Durante palestra realizada ontem de manhã no 28º Congresso Brasileiro de Ciência do Solo, promovido pela Embrapa, Iapar e Sociedade Brasileira de Conservação do Solo, que acontece em Londrina até a próxima sexta-feira, o pesquisador Eduardo Campello exibiu imagens de áreas de solo totalmente desprovido da camada fértil e até contaminado por metais pesados, que em poucos anos teve parte da vegetação original recuperada. O trabalho desenvolvido pela Embrapa Agrobiologia é um alento, em meio a tantos crimes cometidos contra o meio ambiente.
Segundo Campello, existem hoje no mundo 2 bilhões de hectares (ha) de solo degradado. Só na América do Sul são cerca de 200 milhões de ha. Entre estas áreas estão aquelas em condições extremas, resultado da ação de empresas mineradoras. ‘‘Nós damos o impulso inicial, e a natureza se encarrega de trazer de volta as espécies naturais’’, explica o pesquisador.
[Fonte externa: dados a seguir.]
#![forbid(unsafe_code)]

use std::fmt;

use serde::{Deserialize, Serialize};
use thiserror::Error;

use crate::{BlockHeight, ContractViolation, PrincipalId, ReasonCodeId, SchemaVersion, Validate};

pub const QREC_CONTRACT_VERSION: SchemaVersion = SchemaVersion(1);

/// Exclusive upper bound on `record_key` length, in chars.
pub const RECORD_KEY_MAX_EXCLUSIVE: usize = 64;
/// Exclusive upper bound on `record_digest` length, in chars.
pub const RECORD_DIGEST_MAX_EXCLUSIVE: usize = 128;
pub const PAYLOAD_SIZE_MAX_EXCLUSIVE: u64 = 1_000_000_000;
/// Exclusive upper bound on a single tag's length, in chars.
pub const TAG_MAX_EXCLUSIVE: usize = 33;
pub const MAX_TAGS: usize = 10;
pub const PRESERVATION_TAG: &str = "PRESERVED";

/// Sequential record identifier. Not a content hash. Zero is never assigned.
#[derive(
    Debug, Clone, Copy, Default, PartialEq, Eq, PartialOrd, Ord, Hash, Serialize, Deserialize,
)]
pub struct RecordHash(pub u64);

impl RecordHash {
    pub fn successor(self) -> RecordHash {
        RecordHash(self.0.saturating_add(1))
    }
}

impl fmt::Display for RecordHash {
    fn fmt(&self, f: &mut fmt::Formatter<'_>) -> fmt::Result {
        write!(f, "{}", self.0)
    }
}

/// Closed error taxonomy for every registry operation.
#[derive(Debug, Clone, Copy, PartialEq, Eq, Hash, Error, Serialize, Deserialize)]
pub enum RegistryError {
    #[error("record not found")]
    RecordMissing,
    #[error("record key or digest outside length bounds")]
    KeyMalformed,
    #[error("payload size outside numeric bounds")]
    SizeInvalid,
    #[error("record hash already present")]
    DuplicateDetected,
    #[error("caller lacks owner, permission or administrator standing")]
    AuthFailure,
    #[error("caller is not the record owner")]
    OperationForbidden,
    #[error("operation restricted to the administrator")]
    AdminOnly,
    /// Reserved. No operation currently returns it.
    #[error("access denied")]
    AccessDenied,
    #[error("tag collection failed count or format rules")]
    TagValidationFailed,
}

impl RegistryError {
    /// Stable numeric code for hosts that surface errors as integers.
    pub fn reason_code(self) -> ReasonCodeId {
        match self {
            RegistryError::RecordMissing => ReasonCodeId(0x5152_0001),
            RegistryError::KeyMalformed => ReasonCodeId(0x5152_0002),
            RegistryError::SizeInvalid => ReasonCodeId(0x5152_0003),
            RegistryError::DuplicateDetected => ReasonCodeId(0x5152_0004),
            RegistryError::AuthFailure => ReasonCodeId(0x5152_0005),
            RegistryError::OperationForbidden => ReasonCodeId(0x5152_0006),
            RegistryError::AdminOnly => ReasonCodeId(0x5152_0007),
            RegistryError::AccessDenied => ReasonCodeId(0x5152_0008),
            RegistryError::TagValidationFailed => ReasonCodeId(0x5152_0009),
        }
    }
}

/// True iff `min_exclusive < chars(s) < max_exclusive`.
pub fn len_within_exclusive(s: &str, min_exclusive: usize, max_exclusive: usize) -> bool {
    let n = s.chars().count();
    min_exclusive < n && n < max_exclusive
}

pub fn is_valid_record_key(key: &str) -> bool {
    len_within_exclusive(key, 0, RECORD_KEY_MAX_EXCLUSIVE)
}

pub fn is_valid_record_digest(digest: &str) -> bool {
    len_within_exclusive(digest, 0, RECORD_DIGEST_MAX_EXCLUSIVE)
}

pub fn is_valid_payload_size(payload_size: u64) -> bool {
    payload_size > 0 && payload_size < PAYLOAD_SIZE_MAX_EXCLUSIVE
}

pub fn is_valid_tag(tag: &str) -> bool {
    len_within_exclusive(tag, 0, TAG_MAX_EXCLUSIVE)
}

pub fn is_valid_tag_collection<S: AsRef<str>>(tags: &[S]) -> bool {
    !tags.is_empty() && tags.len() <= MAX_TAGS && tags.iter().all(|t| is_valid_tag(t.as_ref()))
}

/// Caller-supplied mutable fields of a record, shared by establish and update.
#[derive(Debug, Clone, PartialEq, Eq, Serialize, Deserialize)]
pub struct RecordInput {
    pub record_key: String,
    pub payload_size: u64,
    pub record_digest: String,
    pub tag_collection: Vec<String>,
}

impl RecordInput {
    pub fn new(
        record_key: impl Into<String>,
        payload_size: u64,
        record_digest: impl Into<String>,
        tag_collection: Vec<String>,
    ) -> Self {
        Self {
            record_key: record_key.into(),
            payload_size,
            record_digest: record_digest.into(),
            tag_collection,
        }
    }

    /// Key, then payload size, then digest, then tags. First failure wins.
    pub fn check(&self) -> Result<(), RegistryError> {
        if !is_valid_record_key(&self.record_key) {
            return Err(RegistryError::KeyMalformed);
        }
        if !is_valid_payload_size(self.payload_size) {
            return Err(RegistryError::SizeInvalid);
        }
        if !is_valid_record_digest(&self.record_digest) {
            return Err(RegistryError::KeyMalformed);
        }
        if !is_valid_tag_collection(&self.tag_collection) {
            return Err(RegistryError::TagValidationFailed);
        }
        Ok(())
    }
}

#[derive(Debug, Clone, PartialEq, Eq, Serialize, Deserialize)]
pub struct QuantumRecord {
    pub schema_version: SchemaVersion,
    pub record_hash: RecordHash,
    pub record_key: String,
    pub record_owner: PrincipalId,
    pub payload_size: u64,
    pub genesis_block: BlockHeight,
    pub record_digest: String,
    pub tag_collection: Vec<String>,
}

impl QuantumRecord {
    pub fn v1(
        record_hash: RecordHash,
        record_owner: PrincipalId,
        genesis_block: BlockHeight,
        input: RecordInput,
    ) -> Self {
        Self {
            schema_version: QREC_CONTRACT_VERSION,
            record_hash,
            record_key: input.record_key,
            record_owner,
            payload_size: input.payload_size,
            genesis_block,
            record_digest: input.record_digest,
            tag_collection: input.tag_collection,
        }
    }

    /// Replaces every caller-mutable field. Hash, owner and genesis stay put.
    pub fn apply_input(&mut self, input: RecordInput) {
        self.record_key = input.record_key;
        self.payload_size = input.payload_size;
        self.record_digest = input.record_digest;
        self.tag_collection = input.tag_collection;
    }

    pub fn is_owned_by(&self, principal: &PrincipalId) -> bool {
        &self.record_owner == principal
    }
}

impl Validate for QuantumRecord {
    fn validate(&self) -> Result<(), ContractViolation> {
        if self.record_hash.0 == 0 {
            return Err(ContractViolation::InvalidValue {
                field: "quantum_record.record_hash",
                reason: "must be >= 1",
            });
        }
        if !is_valid_record_key(&self.record_key) {
            return Err(ContractViolation::InvalidLength {
                field: "quantum_record.record_key",
                min_exclusive: 0,
                max_exclusive: RECORD_KEY_MAX_EXCLUSIVE,
                got: self.record_key.chars().count(),
            });
        }
        if !is_valid_payload_size(self.payload_size) {
            return Err(ContractViolation::InvalidValue {
                field: "quantum_record.payload_size",
                reason: "must be within 1..1_000_000_000",
            });
        }
        if !is_valid_record_digest(&self.record_digest) {
            return Err(ContractViolation::InvalidLength {
                field: "quantum_record.record_digest",
                min_exclusive: 0,
                max_exclusive: RECORD_DIGEST_MAX_EXCLUSIVE,
                got: self.record_digest.chars().count(),
            });
        }
        if self.tag_collection.len() > MAX_TAGS {
            return Err(ContractViolation::InvalidValue {
                field: "quantum_record.tag_collection",
                reason: "must contain <= 10 tags",
            });
        }
        if let Some(bad) = self.tag_collection.iter().find(|t| !is_valid_tag(t)) {
            return Err(ContractViolation::InvalidLength {
                field: "quantum_record.tag_collection[]",
                min_exclusive: 0,
                max_exclusive: TAG_MAX_EXCLUSIVE,
                got: bad.chars().count(),
            });
        }
        Ok(())
    }
}

#[derive(Debug, Clone, Copy, PartialEq, Eq, Serialize, Deserialize)]
pub struct RecordAnalytics {
    pub age: u64,
    pub payload_size: u64,
    pub tag_count: usize,
}

#[derive(Debug, Clone, Copy, PartialEq, Eq, Serialize, Deserialize)]
pub struct DiagnosticsReport {
    /// Successful establishes so far. Deletions do not reduce it.
    pub total_records: u64,
    /// Rows currently present in the record table.
    pub live_records: u64,
    pub status: bool,
    pub height: BlockHeight,
}

/// Ownership-match report. Neither flag reflects a content check.
#[derive(Debug, Clone, Copy, PartialEq, Eq, Serialize, Deserialize)]
pub struct IntegrityReport {
    pub integrity_verified: bool,
    pub current_height: BlockHeight,
    pub record_lifetime: u64,
    pub ownership_verified: bool,
}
O grupo utiliza determinadas espécies de leguminosas arbóreas, capazes de entrar em simbiose com os microorganismos inoculados. O resultado, de acordo com Campello, é quase imediato. Em dois anos é retomado o processo natural, a chamada sucessão ecológica, e a biodiversidade da floresta vai sendo recuperada.
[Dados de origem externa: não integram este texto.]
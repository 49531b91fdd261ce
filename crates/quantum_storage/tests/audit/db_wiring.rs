#![forbid(unsafe_code)]

use quantum_kernel_contracts::audit::{AuditEventId, RecordAuditEventKind};
use quantum_kernel_contracts::qrec::{RecordInput, RegistryError};
use quantum_kernel_contracts::{BlockHeight, PrincipalId};
use quantum_storage::audit::record_state_digest;
use quantum_storage::{CallContext, GrantMode, QuantumRegistry, RegistryConfig};

fn user(id: &str) -> PrincipalId {
    PrincipalId::new(id).unwrap()
}

fn ctx(caller: &str, height: u64) -> CallContext {
    CallContext::new(user(caller), BlockHeight(height))
}

fn doc(key: &str) -> RecordInput {
    RecordInput::new(key, 1024, "abcd", vec!["alpha".to_string()])
}

fn registry_with(grant_mode: GrantMode) -> QuantumRegistry {
    QuantumRegistry::initialize_with_config(
        user("deployer"),
        RegistryConfig {
            grant_mode,
            ..RegistryConfig::default()
        },
    )
}

#[test]
fn at_qrec_audit_01_one_row_per_successful_mutation() {
    let mut r = registry_with(GrantMode::Record);
    let a = ctx("alice", 10);
    let h = r.establish_record(&a, doc("doc-1")).unwrap();
    r.update_record(&a, h, doc("doc-1b")).unwrap();
    r.grant_access(&a, h, user("bob")).unwrap();
    r.revoke_access(&a, h, &user("bob")).unwrap();
    r.apply_preservation(&a, h).unwrap();
    r.extend_tags(&a, h, &["beta".to_string()]).unwrap();
    r.transfer_ownership(&a, h, user("bob")).unwrap();
    r.delete_record(&ctx("bob", 11), h).unwrap();

    let kinds: Vec<RecordAuditEventKind> = r.audit_events().iter().map(|e| e.kind).collect();
    assert_eq!(
        kinds,
        vec![
            RecordAuditEventKind::Established,
            RecordAuditEventKind::Updated,
            RecordAuditEventKind::AccessGranted,
            RecordAuditEventKind::AccessRevoked,
            RecordAuditEventKind::PreservationApplied,
            RecordAuditEventKind::TagsExtended,
            RecordAuditEventKind::OwnershipTransferred,
            RecordAuditEventKind::Deleted,
        ]
    );
    let ids: Vec<u64> = r.audit_events().iter().map(|e| e.event_id.0).collect();
    assert_eq!(ids, (1..=8).collect::<Vec<u64>>());

    let last = r.audit_events().last().unwrap();
    assert_eq!(last.actor, user("bob"));
    assert_eq!(last.height, BlockHeight(11));
    assert!(last.state_digest.is_none());
}

#[test]
fn at_qrec_audit_02_failures_append_nothing() {
    let mut r = QuantumRegistry::initialize(user("deployer"));
    let a = ctx("alice", 10);
    let h = r.establish_record(&a, doc("doc-1")).unwrap();

    assert_eq!(
        r.update_record(&ctx("bob", 10), h, doc("x")),
        Err(RegistryError::OperationForbidden)
    );
    assert_eq!(
        r.establish_record(&a, doc("")),
        Err(RegistryError::KeyMalformed)
    );
    assert_eq!(
        r.revoke_access(&a, h, &user("alice")),
        Err(RegistryError::AdminOnly)
    );
    r.activate_enhanced_security(&a, h).unwrap();
    assert_eq!(r.audit_events().len(), 1);
    assert_eq!(r.audit_events()[0].event_id, AuditEventId(1));
}

#[test]
fn at_qrec_audit_03_state_digest_matches_stored_row() {
    let mut r = QuantumRegistry::initialize(user("deployer"));
    let a = ctx("alice", 10);
    let h = r.establish_record(&a, doc("doc-1")).unwrap();
    r.extend_tags(&a, h, &["beta".to_string()]).unwrap();

    let expected = record_state_digest(r.get_metadata(h).unwrap());
    let rows = r.audit_events_for_record(h);
    assert_eq!(rows.len(), 2);
    assert_eq!(rows[1].state_digest.as_deref(), Some(expected.as_str()));
    assert_ne!(rows[0].state_digest, rows[1].state_digest);
}

#[test]
fn at_qrec_audit_04_grant_rows_follow_the_permission_table() {
    let mut r = registry_with(GrantMode::Record);
    let a = ctx("alice", 10);
    let h = r.establish_record(&a, doc("doc-1")).unwrap();
    r.grant_access(&a, h, user("carol")).unwrap();

    assert!(r.check_permission(h, &user("carol")));
    let row = r.audit_events_for_record(h)[1];
    assert_eq!(row.kind, RecordAuditEventKind::AccessGranted);
    assert_eq!(row.subject, Some(user("carol")));
    assert!(row.state_digest.is_none());

    // Validate-only grants change no table, so they leave no row.
    let mut r = registry_with(GrantMode::ValidateOnly);
    let h = r.establish_record(&a, doc("doc-1")).unwrap();
    r.grant_access(&a, h, user("carol")).unwrap();

    assert!(!r.check_permission(h, &user("carol")));
    let kinds: Vec<RecordAuditEventKind> =
        r.audit_events_for_record(h).iter().map(|e| e.kind).collect();
    assert_eq!(kinds, vec![RecordAuditEventKind::Established]);
}

#[test]
fn at_qrec_audit_04b_revoking_absent_entry_leaves_no_row() {
    let mut r = registry_with(GrantMode::Record);
    let a = ctx("alice", 10);
    let h = r.establish_record(&a, doc("doc-1")).unwrap();

    r.revoke_access(&a, h, &user("bob")).unwrap();
    assert_eq!(r.audit_events().len(), 1);

    r.grant_access(&a, h, user("bob")).unwrap();
    r.revoke_access(&a, h, &user("bob")).unwrap();
    assert_eq!(
        r.audit_events().last().map(|e| e.kind),
        Some(RecordAuditEventKind::AccessRevoked)
    );
    assert_eq!(r.audit_events().len(), 3);
}

#[test]
fn at_qrec_audit_05_disabled_ledger_stays_empty() {
    let mut r = QuantumRegistry::initialize_with_config(
        user("deployer"),
        RegistryConfig {
            audit_enabled: false,
            ..RegistryConfig::default()
        },
    );
    let a = ctx("alice", 10);
    let h = r.establish_record(&a, doc("doc-1")).unwrap();
    r.delete_record(&a, h).unwrap();
    assert!(r.audit_events().is_empty());
}
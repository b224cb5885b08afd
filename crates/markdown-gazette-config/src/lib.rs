use serde::{Deserialize, Serialize};
use std::path::{Path, PathBuf};
use thiserror::Error;

#[derive(Debug, Error)]
pub enum ConfigError {
    #[error("Failed to read config file at {config_path}: {source}")]
    ConfigReadError {
        config_path: PathBuf,
        source: std::io::Error,
    },

    #[error("Failed to parse config file at {config_path}: {source}")]
    ConfigParseError {
        config_path: PathBuf,
        source: toml::de::Error,
    },
}

#[derive(Debug, Serialize, Deserialize)]
pub struct Config {
    /// Directory holding the article `.md` files.
    pub articles_path: PathBuf,
    /// Optional title shown in the viewer header.
    pub site_title: Option<String>,
}

impl Config {
    pub fn load_from_path<P: AsRef<Path>>(config_path: P) -> Result<Option<Self>, ConfigError> {
        let config_path = config_path.as_ref();
        if !config_path.exists() {
            return Ok(None);
        }

        let content = std::fs::read_to_string(config_path).map_err(|source| {
            ConfigError::ConfigReadError {
                config_path: config_path.to_path_buf(),
                source,
            }
        })?;

        let mut config: Config =
            toml::from_str(&content).map_err(|source| ConfigError::ConfigParseError {
                config_path: config_path.to_path_buf(),
                source,
            })?;

        // Expand shell variables and tilde in the loaded articles path
        config.articles_path =
            Self::expand_path(&config.articles_path).unwrap_or(config.articles_path);

        Ok(Some(config))
    }

    pub fn load() -> Result<Option<Self>, ConfigError> {
        Self::load_from_path(Self::config_path())
    }

    pub fn save_to_path<P: AsRef<Path>>(&self, config_path: P) -> anyhow::Result<()> {
        let config_path = config_path.as_ref();
        if let Some(parent) = config_path.parent() {
            std::fs::create_dir_all(parent)?;
        }
        let content = toml::to_string_pretty(self)?;
        std::fs::write(config_path, content)?;
        Ok(())
    }

    pub fn save(&self) -> anyhow::Result<()> {
        self.save_to_path(Self::config_path())
    }

    pub fn config_path() -> PathBuf {
        let config_dir = shellexpand::tilde("~/.config/markdown-gazette");
        PathBuf::from(config_dir.as_ref()).join("config.toml")
    }

    fn expand_path(path: &Path) -> Option<PathBuf> {
        let path_str = path.to_string_lossy();
        match shellexpand::full(&path_str) {
            Ok(expanded) => Some(PathBuf::from(expanded.as_ref())),
            Err(_) => None,
        }
    }
}
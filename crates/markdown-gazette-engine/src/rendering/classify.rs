use std::sync::LazyLock;

use regex::Regex;

use super::types::Block;

/// `- **label**: detail`. Non-greedy label, unanchored search, matching the
/// pattern existing articles were written against.
static LABELED_ITEM: LazyLock<Regex> =
    LazyLock::new(|| Regex::new(r"- \*\*(.+?)\*\*: (.+)").expect("labeled-item pattern is valid"));

/// Classifies a single line into at most one [`Block`].
///
/// Classification is line-local: each line is classified independently,
/// without reference to surrounding lines. Rules are tried top to bottom and
/// the first match wins; `Paragraph` is the universal fallback, so the only
/// way to get `None` is the malformed-labeled-item case below.
pub fn classify_line(line: &str) -> Option<Block> {
    if let Some(text) = line.strip_prefix("# ") {
        return Some(Block::Heading1 {
            text: text.to_string(),
        });
    }

    if let Some(text) = line.strip_prefix("## ") {
        return Some(Block::Heading2 {
            text: text.to_string(),
        });
    }

    if line.starts_with("- **") {
        // A `- **` line that doesn't complete the `- **label**: detail` shape
        // emits no block at all. Existing articles depend on the omission, so
        // such lines must not fall through to ListItem or Paragraph.
        return LABELED_ITEM.captures(line).map(|caps| Block::LabeledItem {
            label: caps[1].to_string(),
            detail: caps[2].to_string(),
        });
    }

    if let Some(text) = line.strip_prefix("- ") {
        return Some(Block::ListItem {
            text: text.to_string(),
        });
    }

    if line.trim().is_empty() {
        return Some(Block::Spacer);
    }

    Some(Block::Paragraph {
        text: line.to_string(),
    })
}
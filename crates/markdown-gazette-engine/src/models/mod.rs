pub mod article;

pub use article::Article;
A tecnologia já foi testada em mais de 15 áreas, nas mais diversas regiões do País. Atualmente a equipe de pesquisadores inicia um projeto no Peru, em uma das nascentes do Rio Madeira, onde existe uma área degradada pelo garimpo de aproximadamente 8 mil ha. A situação é tão grave que, se não houver uma intervenção por parte do homem, o problema irá se refletir no futuro na bacia amazônica.
‘‘A idéia é mostrar que o Brasil tem tecnologia para recuperar uma área como essa, através de um projeto piloto desenvolvido em 30 ha. Posteriormente, o governo peruano deverá buscar recursos para financiar o restante do trabalho’’, explica Eduardo Campello.
Cursos práticosHoje, os participantes do Congresso de Ciência do Solo terão a oportunidade de sair dos ambientes fechados e conhecer de perto o trabalho da comunidade científica local. Foram programados cursos práticos e visitas às instituições organizadoras do evento: Embrapa Soja, Instituto Agronômico do Paraná (Iapar), Universidade Estadual de Londrina (UEL) e Universidade Estadual de Maringá (UEM). Também serão visitados o Parque Estadual Mata dos Godoy; a Estação Experimental Agrozootécnica da Fundação de Estudos Agrários Luiz de Queiroz (FEALQ); a Cooperativa Agrícola de Rolândia (Corol); e a Cooperativa Agrícola Mourãoense (Coamo).